→ Exercise brief:
Every line below between the line holding "let fallen = std::mem::replace(&mut" and the line holding "the character's center", inclusive, should be repeated exactly, and all other lines omitted.

Saved data entries

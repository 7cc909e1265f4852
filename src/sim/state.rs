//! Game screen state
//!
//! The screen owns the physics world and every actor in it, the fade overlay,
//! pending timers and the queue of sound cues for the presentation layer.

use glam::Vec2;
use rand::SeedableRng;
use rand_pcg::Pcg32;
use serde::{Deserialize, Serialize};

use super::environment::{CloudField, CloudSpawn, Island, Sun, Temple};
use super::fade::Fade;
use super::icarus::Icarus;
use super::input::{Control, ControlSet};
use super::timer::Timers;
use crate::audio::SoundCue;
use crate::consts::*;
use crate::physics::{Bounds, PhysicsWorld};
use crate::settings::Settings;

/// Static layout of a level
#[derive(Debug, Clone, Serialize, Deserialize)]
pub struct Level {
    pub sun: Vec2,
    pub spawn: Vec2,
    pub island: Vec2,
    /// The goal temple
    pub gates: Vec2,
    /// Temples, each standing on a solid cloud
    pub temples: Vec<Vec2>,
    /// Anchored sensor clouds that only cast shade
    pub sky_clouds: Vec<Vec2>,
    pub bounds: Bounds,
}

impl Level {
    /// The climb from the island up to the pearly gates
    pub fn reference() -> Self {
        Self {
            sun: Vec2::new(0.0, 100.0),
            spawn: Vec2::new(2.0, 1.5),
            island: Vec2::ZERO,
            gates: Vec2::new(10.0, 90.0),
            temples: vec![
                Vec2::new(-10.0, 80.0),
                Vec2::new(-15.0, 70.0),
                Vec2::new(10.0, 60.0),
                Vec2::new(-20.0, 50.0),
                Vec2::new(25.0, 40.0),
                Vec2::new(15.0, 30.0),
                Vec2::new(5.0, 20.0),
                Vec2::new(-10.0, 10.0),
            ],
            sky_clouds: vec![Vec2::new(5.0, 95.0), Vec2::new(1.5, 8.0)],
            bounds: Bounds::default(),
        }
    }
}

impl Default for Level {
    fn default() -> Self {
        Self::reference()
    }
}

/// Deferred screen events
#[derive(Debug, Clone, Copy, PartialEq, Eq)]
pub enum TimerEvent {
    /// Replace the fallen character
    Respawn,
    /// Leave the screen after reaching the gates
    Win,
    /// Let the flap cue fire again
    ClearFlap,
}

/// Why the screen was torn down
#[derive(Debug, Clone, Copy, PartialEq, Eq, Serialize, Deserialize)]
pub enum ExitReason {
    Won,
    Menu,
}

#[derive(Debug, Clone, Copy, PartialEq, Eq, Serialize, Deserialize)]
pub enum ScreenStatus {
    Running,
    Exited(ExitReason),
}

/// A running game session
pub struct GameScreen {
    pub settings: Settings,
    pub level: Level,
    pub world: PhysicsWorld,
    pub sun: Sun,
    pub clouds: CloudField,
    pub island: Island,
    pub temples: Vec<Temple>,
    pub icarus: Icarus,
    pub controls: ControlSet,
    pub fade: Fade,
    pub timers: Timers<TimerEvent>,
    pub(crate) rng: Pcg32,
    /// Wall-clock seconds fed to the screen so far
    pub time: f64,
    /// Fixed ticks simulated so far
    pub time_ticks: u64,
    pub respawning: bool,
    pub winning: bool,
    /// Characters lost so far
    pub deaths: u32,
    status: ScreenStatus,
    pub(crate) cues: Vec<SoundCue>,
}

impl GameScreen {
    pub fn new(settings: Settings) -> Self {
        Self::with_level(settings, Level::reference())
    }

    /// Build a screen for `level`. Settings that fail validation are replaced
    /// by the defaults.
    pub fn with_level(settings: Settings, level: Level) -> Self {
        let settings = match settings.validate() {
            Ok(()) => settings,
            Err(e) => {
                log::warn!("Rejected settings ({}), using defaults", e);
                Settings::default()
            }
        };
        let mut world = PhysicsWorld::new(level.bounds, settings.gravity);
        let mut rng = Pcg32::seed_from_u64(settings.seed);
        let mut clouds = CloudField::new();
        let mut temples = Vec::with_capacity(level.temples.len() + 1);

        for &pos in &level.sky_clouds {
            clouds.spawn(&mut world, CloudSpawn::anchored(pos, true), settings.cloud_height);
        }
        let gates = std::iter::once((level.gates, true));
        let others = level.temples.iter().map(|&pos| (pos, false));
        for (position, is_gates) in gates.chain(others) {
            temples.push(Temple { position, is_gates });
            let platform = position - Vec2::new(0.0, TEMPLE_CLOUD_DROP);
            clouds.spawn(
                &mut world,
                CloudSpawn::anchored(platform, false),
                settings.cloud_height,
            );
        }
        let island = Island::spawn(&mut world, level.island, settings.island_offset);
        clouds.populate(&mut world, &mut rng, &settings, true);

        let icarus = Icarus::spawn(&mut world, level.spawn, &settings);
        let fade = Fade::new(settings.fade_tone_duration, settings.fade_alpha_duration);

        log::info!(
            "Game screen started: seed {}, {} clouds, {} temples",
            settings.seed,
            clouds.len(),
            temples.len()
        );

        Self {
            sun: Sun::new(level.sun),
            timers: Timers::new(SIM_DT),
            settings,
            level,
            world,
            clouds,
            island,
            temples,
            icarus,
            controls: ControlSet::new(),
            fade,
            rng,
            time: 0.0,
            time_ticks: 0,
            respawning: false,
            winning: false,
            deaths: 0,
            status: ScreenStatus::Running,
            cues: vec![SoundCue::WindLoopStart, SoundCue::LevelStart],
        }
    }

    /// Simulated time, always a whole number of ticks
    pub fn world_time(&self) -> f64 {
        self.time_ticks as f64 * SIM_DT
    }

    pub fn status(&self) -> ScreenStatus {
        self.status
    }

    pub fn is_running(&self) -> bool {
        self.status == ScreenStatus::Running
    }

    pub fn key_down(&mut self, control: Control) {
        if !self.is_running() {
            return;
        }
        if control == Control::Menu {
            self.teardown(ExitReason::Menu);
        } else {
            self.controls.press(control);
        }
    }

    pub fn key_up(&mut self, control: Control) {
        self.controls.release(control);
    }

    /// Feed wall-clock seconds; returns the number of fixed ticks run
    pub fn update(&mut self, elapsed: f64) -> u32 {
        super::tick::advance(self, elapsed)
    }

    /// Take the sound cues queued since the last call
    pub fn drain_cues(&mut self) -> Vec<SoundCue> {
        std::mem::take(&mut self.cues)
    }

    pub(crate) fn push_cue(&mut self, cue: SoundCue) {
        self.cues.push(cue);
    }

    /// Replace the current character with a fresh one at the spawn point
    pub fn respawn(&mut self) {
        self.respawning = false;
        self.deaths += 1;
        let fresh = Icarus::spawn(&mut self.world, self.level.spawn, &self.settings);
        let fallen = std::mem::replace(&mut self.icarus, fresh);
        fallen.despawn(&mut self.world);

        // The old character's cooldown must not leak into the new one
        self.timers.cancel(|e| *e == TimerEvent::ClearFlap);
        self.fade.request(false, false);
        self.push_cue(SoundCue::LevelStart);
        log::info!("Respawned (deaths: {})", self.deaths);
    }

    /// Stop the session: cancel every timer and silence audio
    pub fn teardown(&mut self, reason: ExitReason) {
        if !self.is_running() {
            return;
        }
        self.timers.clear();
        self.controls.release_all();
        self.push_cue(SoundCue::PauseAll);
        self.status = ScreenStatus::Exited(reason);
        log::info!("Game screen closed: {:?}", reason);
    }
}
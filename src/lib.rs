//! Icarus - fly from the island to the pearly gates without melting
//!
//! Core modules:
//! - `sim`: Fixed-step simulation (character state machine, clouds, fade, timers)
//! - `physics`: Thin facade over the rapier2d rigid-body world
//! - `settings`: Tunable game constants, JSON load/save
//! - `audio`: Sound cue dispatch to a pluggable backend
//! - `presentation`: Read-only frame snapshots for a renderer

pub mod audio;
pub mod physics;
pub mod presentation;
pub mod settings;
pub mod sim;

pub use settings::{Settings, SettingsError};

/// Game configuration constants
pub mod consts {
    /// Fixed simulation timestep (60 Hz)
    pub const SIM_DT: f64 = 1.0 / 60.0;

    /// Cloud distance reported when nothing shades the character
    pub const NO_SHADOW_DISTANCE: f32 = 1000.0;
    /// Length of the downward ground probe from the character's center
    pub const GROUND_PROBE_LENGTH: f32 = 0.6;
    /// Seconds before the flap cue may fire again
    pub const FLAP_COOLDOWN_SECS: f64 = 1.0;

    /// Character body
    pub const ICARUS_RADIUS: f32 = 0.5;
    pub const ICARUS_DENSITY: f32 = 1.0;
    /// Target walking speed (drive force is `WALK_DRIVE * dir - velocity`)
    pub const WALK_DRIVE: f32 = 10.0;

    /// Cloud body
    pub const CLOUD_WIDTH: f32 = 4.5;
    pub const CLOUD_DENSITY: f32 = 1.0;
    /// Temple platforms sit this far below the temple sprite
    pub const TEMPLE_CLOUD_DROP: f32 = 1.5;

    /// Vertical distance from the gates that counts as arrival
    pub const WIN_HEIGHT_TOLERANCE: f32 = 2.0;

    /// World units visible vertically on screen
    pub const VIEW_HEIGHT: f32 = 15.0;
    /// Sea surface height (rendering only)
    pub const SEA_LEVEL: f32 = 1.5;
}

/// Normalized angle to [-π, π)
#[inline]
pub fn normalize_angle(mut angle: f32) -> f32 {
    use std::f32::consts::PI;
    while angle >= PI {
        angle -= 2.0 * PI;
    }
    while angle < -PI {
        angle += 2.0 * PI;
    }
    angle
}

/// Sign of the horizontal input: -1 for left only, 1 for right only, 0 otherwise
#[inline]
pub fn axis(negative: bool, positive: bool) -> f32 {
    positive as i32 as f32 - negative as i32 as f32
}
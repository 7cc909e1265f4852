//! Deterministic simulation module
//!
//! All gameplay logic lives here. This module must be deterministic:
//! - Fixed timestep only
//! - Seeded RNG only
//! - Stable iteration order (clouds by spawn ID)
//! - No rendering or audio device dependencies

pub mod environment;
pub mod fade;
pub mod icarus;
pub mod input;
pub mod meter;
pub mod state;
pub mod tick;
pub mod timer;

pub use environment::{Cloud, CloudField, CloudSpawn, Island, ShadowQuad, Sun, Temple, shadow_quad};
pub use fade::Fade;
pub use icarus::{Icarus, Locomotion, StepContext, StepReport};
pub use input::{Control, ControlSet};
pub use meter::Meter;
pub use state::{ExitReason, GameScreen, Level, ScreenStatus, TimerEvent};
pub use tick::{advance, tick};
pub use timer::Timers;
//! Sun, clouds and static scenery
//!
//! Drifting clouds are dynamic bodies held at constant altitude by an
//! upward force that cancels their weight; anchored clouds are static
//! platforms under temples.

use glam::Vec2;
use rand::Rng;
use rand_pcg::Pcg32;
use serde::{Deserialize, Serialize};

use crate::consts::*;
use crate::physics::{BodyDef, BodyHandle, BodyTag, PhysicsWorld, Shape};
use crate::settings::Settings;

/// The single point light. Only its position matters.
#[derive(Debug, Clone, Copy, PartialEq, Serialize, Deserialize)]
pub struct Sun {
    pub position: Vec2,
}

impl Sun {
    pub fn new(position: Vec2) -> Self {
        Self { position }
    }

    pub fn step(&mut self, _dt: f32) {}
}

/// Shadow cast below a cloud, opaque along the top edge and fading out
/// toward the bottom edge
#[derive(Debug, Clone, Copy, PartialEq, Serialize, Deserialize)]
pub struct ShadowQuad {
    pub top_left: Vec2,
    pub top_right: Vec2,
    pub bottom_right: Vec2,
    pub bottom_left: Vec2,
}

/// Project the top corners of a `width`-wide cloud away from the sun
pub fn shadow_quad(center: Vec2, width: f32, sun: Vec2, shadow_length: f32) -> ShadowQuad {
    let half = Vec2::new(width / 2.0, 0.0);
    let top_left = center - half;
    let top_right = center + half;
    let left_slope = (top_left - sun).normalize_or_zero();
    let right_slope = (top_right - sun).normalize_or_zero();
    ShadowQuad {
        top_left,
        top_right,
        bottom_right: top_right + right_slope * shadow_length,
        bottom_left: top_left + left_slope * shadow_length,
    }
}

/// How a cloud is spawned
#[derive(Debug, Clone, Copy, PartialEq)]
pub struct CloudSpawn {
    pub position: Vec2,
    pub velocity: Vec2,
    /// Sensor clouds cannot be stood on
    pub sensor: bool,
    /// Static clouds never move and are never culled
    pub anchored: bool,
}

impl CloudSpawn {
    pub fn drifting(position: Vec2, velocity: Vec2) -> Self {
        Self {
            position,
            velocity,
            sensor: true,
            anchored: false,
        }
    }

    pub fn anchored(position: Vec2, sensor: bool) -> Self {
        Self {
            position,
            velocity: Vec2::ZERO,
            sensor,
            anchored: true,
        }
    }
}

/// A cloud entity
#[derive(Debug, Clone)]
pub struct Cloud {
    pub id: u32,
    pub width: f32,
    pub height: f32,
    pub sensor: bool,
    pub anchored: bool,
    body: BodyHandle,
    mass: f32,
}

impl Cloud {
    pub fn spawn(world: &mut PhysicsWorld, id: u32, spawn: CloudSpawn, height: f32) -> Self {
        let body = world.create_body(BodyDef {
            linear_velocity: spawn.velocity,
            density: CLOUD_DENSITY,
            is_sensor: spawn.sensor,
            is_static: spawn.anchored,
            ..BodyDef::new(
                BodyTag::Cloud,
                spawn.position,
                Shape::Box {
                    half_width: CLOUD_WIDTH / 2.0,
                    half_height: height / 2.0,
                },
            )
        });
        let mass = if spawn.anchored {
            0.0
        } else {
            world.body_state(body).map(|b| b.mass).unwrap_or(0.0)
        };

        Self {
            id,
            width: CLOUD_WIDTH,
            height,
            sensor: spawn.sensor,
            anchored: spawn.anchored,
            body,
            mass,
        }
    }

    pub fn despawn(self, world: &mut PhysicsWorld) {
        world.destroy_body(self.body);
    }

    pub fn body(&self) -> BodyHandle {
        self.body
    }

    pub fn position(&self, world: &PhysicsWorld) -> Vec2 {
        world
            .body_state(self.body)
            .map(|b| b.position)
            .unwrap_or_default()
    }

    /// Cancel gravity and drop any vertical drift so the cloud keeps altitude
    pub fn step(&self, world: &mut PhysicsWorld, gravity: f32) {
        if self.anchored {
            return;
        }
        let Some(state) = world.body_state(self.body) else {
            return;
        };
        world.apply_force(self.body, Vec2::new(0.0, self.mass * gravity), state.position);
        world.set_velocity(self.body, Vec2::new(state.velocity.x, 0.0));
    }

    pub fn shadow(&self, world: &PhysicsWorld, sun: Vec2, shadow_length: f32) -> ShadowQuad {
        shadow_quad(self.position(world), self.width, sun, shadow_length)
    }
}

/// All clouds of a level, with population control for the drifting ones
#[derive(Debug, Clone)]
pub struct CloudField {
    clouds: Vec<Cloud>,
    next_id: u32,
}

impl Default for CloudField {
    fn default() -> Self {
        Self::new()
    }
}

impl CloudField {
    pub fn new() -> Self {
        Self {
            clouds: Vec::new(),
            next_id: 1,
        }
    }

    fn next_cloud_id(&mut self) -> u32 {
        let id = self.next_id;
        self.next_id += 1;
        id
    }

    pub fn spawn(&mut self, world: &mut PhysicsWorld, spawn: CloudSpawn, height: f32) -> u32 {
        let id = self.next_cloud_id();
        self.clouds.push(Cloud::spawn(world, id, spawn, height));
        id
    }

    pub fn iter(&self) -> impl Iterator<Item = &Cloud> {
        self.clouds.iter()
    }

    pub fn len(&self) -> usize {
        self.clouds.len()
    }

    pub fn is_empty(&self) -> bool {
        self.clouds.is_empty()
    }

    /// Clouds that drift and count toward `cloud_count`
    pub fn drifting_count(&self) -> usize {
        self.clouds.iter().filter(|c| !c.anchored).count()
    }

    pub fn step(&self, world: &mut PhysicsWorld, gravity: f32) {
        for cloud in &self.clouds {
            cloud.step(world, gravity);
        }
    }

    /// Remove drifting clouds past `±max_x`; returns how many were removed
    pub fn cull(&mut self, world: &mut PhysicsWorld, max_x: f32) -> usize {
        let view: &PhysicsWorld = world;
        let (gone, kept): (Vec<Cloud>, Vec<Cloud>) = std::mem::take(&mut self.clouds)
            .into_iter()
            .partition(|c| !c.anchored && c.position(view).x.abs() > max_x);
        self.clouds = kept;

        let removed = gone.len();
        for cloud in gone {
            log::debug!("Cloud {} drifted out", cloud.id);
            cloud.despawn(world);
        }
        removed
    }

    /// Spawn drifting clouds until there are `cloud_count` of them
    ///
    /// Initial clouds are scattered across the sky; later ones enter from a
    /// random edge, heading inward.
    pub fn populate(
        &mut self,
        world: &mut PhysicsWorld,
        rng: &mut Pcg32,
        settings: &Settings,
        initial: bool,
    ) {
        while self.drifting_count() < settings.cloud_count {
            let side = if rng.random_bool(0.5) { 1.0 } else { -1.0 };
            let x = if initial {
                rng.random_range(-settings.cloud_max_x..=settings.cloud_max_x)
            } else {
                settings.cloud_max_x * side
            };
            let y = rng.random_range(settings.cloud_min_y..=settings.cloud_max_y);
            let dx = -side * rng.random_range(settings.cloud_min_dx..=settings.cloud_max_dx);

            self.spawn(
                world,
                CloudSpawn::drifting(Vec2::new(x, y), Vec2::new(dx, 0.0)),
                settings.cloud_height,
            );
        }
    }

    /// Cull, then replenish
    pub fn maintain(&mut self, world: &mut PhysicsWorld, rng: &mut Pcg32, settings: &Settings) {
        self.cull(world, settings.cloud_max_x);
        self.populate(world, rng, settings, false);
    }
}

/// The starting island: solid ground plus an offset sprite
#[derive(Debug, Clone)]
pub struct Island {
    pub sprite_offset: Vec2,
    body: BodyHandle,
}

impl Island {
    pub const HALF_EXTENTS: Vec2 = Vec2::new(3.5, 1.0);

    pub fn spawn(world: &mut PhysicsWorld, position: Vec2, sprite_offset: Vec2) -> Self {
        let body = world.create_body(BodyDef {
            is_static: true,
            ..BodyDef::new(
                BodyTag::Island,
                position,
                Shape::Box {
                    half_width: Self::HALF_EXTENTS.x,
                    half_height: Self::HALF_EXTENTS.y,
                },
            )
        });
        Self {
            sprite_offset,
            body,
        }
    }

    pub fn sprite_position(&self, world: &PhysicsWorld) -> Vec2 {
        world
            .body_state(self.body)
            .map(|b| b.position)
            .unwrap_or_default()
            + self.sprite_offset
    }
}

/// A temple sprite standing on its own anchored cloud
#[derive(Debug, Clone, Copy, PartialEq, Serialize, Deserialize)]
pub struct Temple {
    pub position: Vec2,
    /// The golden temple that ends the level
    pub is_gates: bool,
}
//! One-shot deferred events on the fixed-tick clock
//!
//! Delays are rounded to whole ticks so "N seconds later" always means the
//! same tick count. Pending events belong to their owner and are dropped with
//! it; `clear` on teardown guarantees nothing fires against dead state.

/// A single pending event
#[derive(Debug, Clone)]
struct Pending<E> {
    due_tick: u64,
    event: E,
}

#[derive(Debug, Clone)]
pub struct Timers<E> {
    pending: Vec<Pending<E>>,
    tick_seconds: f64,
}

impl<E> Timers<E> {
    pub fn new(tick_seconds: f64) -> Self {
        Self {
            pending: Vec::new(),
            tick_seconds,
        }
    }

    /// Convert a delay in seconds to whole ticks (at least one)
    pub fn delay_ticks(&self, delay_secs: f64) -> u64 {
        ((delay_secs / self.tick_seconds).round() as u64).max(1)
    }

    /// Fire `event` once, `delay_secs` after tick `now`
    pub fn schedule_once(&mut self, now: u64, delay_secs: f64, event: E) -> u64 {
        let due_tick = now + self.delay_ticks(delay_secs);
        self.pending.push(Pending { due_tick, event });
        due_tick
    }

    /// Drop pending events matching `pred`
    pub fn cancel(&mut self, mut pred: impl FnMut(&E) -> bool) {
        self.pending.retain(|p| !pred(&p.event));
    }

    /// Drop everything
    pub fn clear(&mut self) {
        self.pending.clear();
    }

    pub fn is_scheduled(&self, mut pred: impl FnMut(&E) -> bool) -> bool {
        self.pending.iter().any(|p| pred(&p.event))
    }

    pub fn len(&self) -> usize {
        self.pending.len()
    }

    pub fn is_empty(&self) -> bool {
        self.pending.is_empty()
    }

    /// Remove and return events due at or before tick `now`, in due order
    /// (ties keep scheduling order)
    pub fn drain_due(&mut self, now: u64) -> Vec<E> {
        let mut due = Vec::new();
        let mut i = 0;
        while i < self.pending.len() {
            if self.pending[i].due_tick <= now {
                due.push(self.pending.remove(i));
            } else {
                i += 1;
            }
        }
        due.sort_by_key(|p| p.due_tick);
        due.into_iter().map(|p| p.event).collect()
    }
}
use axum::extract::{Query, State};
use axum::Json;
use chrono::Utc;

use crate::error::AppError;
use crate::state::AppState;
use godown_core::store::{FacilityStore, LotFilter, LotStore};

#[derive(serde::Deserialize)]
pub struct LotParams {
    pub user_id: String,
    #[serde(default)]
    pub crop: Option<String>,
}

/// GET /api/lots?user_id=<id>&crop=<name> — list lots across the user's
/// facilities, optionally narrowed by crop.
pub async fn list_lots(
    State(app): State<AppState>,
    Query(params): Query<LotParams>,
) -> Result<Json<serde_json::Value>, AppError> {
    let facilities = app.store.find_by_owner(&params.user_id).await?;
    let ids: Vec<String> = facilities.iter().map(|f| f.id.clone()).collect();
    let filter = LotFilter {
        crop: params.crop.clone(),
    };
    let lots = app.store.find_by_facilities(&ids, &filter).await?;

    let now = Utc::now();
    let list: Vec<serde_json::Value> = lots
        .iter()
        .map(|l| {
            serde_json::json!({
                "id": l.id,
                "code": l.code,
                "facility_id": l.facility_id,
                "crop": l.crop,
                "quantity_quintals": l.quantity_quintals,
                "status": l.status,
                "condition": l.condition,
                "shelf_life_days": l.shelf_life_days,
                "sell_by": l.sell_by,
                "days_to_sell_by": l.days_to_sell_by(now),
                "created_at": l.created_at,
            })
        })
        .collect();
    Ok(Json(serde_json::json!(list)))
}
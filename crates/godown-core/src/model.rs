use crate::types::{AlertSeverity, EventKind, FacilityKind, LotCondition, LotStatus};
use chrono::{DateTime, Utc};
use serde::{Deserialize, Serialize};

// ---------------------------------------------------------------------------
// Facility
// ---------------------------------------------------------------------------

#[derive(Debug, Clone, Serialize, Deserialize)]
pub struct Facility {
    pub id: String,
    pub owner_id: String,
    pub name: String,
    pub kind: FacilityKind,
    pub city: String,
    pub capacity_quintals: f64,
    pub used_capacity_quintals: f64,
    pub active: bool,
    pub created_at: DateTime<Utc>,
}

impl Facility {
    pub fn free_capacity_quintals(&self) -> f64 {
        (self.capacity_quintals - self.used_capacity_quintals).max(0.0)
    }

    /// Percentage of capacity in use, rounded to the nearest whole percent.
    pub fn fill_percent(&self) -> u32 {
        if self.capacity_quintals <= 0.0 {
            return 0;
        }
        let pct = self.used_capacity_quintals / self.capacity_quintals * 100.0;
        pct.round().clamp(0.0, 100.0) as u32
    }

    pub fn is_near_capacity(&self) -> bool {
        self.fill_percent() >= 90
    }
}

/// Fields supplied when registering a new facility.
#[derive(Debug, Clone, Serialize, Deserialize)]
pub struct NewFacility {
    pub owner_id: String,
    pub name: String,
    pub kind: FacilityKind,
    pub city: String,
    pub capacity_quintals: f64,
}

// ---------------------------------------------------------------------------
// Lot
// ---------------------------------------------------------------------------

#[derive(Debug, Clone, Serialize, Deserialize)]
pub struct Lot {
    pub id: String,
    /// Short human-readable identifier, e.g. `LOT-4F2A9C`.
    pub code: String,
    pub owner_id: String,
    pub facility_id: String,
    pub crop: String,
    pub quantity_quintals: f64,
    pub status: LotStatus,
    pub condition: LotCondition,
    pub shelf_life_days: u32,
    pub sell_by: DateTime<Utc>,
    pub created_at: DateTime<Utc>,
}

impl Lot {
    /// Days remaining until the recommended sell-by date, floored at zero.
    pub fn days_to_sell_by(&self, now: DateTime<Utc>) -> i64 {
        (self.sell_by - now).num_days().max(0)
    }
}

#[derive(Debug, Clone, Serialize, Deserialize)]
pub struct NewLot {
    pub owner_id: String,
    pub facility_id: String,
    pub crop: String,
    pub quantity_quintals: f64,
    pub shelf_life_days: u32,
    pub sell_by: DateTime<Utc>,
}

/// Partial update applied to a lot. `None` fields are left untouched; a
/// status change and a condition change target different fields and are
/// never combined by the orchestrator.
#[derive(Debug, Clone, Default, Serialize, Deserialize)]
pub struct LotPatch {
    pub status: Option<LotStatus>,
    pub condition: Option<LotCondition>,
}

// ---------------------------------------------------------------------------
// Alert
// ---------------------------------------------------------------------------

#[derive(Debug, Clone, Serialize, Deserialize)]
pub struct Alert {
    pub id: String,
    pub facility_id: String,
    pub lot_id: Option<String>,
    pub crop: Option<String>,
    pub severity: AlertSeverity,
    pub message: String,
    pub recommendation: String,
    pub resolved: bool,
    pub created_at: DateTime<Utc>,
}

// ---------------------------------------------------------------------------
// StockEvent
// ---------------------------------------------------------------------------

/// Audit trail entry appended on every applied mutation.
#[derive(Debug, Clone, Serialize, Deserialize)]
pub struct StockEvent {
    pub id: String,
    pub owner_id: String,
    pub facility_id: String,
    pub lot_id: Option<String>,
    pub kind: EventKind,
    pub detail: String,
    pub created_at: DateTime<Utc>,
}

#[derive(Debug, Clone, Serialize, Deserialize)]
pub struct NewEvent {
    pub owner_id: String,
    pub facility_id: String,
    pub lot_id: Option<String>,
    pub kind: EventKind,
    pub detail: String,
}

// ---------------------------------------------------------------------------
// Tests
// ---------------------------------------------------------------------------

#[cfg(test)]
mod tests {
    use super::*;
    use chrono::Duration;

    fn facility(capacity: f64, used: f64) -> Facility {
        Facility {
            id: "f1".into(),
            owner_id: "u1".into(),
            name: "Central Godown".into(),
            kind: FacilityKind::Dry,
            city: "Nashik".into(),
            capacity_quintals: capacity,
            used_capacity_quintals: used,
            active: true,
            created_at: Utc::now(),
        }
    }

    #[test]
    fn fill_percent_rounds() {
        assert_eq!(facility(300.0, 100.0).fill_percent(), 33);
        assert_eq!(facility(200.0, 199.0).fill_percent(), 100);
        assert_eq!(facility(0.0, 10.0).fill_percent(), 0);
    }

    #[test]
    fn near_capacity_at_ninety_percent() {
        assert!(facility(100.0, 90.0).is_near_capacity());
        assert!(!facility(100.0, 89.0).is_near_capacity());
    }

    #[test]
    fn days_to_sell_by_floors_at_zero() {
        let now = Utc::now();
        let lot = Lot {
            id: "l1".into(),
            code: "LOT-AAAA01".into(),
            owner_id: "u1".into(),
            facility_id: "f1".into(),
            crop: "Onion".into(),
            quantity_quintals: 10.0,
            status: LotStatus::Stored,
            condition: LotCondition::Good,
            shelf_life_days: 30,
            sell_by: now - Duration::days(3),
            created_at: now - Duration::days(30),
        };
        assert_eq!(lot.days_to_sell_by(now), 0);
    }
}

→ Response to this exercise:
        let fallen = std::mem::replace(&mut self.icarus, fresh);
        fallen.despawn(&mut self.world);

        // The old character's cooldown must not leak into the new one
        self.timers.cancel(|e| *e == TimerEvent::ClearFlap);
        self.fade.request(false, false);
        self.push_cue(SoundCue::LevelStart);
        log::info!("Respawned (deaths: {})", self.deaths);
    }

    /// Stop the session: cancel every timer and silence audio
    pub fn teardown(&mut self, reason: ExitReason) {
        if !self.is_running() {
            return;
        }
        self.timers.clear();
        self.controls.release_all();
        self.push_cue(SoundCue::PauseAll);
        self.status = ScreenStatus::Exited(reason);
        log::info!("Game screen closed: {:?}", reason);
    }
}
filename src/lib.rs
//! Icarus - fly from the island to the pearly gates without melting
//!
//! Core modules:
//! - `sim`: Fixed-step simulation (character state machine, clouds, fade, timers)
//! - `physics`: Thin facade over the rapier2d rigid-body world
//! - `settings`: Tunable game constants, JSON load/save
//! - `audio`: Sound cue dispatch to a pluggable backend
//! - `presentation`: Read-only frame snapshots for a renderer

pub mod audio;
pub mod physics;
pub mod presentation;
pub mod settings;
pub mod sim;

pub use settings::{Settings, SettingsError};

/// Game configuration constants
pub mod consts {
    /// Fixed simulation timestep (60 Hz)
    pub const SIM_DT: f64 = 1.0 / 60.0;

    /// Cloud distance reported when nothing shades the character
    pub const NO_SHADOW_DISTANCE: f32 = 1000.0;
    /// Length of the downward ground probe from the character's center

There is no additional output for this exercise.